• _Exercise instructions_
Wherever a line in the records contains the word "next", return that line.

[Records from a collection]

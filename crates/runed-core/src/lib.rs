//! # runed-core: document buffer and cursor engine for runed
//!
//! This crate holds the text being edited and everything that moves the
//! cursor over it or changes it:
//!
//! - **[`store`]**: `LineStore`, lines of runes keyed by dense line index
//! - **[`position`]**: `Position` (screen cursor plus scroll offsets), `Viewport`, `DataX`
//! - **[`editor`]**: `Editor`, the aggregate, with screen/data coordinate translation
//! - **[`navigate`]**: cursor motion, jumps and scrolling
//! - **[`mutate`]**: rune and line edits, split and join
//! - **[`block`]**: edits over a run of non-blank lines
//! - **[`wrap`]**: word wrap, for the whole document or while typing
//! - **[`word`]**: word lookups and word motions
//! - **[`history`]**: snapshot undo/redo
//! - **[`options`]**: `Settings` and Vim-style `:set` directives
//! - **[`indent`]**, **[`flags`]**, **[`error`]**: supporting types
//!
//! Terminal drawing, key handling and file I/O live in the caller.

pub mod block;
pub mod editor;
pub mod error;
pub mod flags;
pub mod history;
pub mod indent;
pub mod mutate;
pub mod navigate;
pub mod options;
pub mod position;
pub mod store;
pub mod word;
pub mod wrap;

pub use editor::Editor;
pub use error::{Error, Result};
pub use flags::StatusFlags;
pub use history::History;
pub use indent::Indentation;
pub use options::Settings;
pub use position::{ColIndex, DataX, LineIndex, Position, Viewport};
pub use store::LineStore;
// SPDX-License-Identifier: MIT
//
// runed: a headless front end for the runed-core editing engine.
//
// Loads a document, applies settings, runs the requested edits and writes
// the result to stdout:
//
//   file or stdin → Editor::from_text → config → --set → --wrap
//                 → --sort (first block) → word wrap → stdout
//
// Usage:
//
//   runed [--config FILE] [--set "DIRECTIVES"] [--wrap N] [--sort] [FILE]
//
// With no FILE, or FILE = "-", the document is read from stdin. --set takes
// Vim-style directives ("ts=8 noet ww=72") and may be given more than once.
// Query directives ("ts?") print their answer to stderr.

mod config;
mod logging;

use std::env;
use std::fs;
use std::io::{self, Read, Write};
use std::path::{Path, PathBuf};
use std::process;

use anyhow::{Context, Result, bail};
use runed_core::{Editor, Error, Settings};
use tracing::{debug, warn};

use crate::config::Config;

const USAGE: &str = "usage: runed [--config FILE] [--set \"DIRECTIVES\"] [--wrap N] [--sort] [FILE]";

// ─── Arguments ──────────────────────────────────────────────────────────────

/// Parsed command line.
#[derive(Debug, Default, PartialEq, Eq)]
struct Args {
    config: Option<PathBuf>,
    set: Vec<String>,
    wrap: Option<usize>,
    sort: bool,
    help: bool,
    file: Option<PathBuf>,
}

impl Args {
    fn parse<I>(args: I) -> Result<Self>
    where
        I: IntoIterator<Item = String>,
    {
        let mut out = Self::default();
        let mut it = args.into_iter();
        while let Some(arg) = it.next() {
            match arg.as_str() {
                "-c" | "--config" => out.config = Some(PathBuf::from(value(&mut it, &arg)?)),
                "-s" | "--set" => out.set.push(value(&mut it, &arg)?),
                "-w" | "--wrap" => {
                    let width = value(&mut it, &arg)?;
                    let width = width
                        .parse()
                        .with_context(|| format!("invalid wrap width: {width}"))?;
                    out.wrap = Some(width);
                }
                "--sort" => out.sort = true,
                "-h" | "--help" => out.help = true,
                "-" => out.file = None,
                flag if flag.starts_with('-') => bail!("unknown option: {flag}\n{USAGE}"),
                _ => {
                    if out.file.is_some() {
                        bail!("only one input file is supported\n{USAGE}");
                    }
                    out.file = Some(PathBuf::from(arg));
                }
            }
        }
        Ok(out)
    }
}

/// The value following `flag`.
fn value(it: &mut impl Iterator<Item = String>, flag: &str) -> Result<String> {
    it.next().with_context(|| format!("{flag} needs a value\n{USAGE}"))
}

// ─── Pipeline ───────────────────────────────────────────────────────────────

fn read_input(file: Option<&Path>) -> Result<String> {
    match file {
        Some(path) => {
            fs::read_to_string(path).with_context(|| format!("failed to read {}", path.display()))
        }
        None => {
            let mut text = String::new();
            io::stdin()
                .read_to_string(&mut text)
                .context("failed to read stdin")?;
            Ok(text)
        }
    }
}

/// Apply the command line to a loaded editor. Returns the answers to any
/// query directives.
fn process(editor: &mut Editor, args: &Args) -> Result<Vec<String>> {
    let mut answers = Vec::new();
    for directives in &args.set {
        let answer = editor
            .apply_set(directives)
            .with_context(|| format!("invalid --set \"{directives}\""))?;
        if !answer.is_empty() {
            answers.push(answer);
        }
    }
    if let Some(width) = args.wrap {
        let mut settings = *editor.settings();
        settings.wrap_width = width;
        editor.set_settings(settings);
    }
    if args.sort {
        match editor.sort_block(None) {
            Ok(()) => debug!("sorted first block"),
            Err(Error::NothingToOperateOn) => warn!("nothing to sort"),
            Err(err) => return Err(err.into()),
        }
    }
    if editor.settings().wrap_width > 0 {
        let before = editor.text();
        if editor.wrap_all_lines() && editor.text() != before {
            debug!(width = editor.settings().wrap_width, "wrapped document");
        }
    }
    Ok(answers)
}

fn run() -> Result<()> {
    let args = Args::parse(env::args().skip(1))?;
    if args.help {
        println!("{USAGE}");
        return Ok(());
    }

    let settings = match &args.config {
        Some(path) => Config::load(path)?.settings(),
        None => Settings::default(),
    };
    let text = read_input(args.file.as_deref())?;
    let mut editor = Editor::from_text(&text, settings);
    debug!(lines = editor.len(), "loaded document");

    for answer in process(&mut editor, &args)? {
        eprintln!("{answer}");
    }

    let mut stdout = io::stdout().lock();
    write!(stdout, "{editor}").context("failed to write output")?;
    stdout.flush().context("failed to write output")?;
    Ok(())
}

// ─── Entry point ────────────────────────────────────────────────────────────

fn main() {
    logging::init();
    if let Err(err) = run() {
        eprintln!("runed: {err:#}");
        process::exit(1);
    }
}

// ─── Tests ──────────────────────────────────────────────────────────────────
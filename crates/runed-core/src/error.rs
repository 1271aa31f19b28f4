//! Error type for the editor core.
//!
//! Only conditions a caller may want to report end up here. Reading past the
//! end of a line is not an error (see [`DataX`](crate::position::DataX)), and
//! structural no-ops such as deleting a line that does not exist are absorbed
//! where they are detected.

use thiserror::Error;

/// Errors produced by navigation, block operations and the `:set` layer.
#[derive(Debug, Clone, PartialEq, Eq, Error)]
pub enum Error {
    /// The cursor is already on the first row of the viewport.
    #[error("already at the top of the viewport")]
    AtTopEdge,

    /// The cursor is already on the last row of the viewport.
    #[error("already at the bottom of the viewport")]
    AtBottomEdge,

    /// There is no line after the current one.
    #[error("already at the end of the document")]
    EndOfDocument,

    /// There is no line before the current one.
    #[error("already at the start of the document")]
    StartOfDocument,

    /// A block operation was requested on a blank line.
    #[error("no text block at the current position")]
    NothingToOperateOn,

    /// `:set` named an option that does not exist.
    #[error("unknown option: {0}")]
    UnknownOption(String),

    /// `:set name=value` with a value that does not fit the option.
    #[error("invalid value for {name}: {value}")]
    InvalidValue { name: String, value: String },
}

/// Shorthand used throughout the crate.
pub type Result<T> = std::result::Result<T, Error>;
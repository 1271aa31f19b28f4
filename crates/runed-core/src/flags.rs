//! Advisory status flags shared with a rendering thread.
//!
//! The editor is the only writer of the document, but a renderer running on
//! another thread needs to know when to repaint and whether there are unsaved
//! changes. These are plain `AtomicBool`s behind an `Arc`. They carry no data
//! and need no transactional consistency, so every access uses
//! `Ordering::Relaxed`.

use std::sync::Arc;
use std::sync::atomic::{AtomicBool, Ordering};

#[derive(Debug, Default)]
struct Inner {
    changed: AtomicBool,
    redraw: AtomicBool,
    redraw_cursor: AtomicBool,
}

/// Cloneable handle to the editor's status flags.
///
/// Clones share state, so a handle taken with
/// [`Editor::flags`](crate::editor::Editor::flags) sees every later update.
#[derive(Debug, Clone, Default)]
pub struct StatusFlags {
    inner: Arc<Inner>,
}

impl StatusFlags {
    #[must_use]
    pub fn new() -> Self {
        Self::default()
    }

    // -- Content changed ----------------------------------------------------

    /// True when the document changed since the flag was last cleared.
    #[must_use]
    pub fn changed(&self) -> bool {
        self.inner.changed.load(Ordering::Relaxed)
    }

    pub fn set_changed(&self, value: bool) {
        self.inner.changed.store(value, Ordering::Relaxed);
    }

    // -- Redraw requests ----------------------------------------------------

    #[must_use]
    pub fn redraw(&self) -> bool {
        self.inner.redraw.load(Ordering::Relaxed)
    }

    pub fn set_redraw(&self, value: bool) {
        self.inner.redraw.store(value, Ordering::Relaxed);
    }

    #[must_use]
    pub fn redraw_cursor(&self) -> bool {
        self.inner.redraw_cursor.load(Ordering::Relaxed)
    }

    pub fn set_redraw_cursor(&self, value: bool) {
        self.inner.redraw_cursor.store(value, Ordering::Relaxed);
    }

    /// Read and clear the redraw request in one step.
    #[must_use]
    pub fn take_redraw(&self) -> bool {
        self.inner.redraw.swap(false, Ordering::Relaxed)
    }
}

• _Response box_
        while let Some(arg) = it.next() {
    it.next().with_context(|| format!("{flag} needs a value\n{USAGE}"))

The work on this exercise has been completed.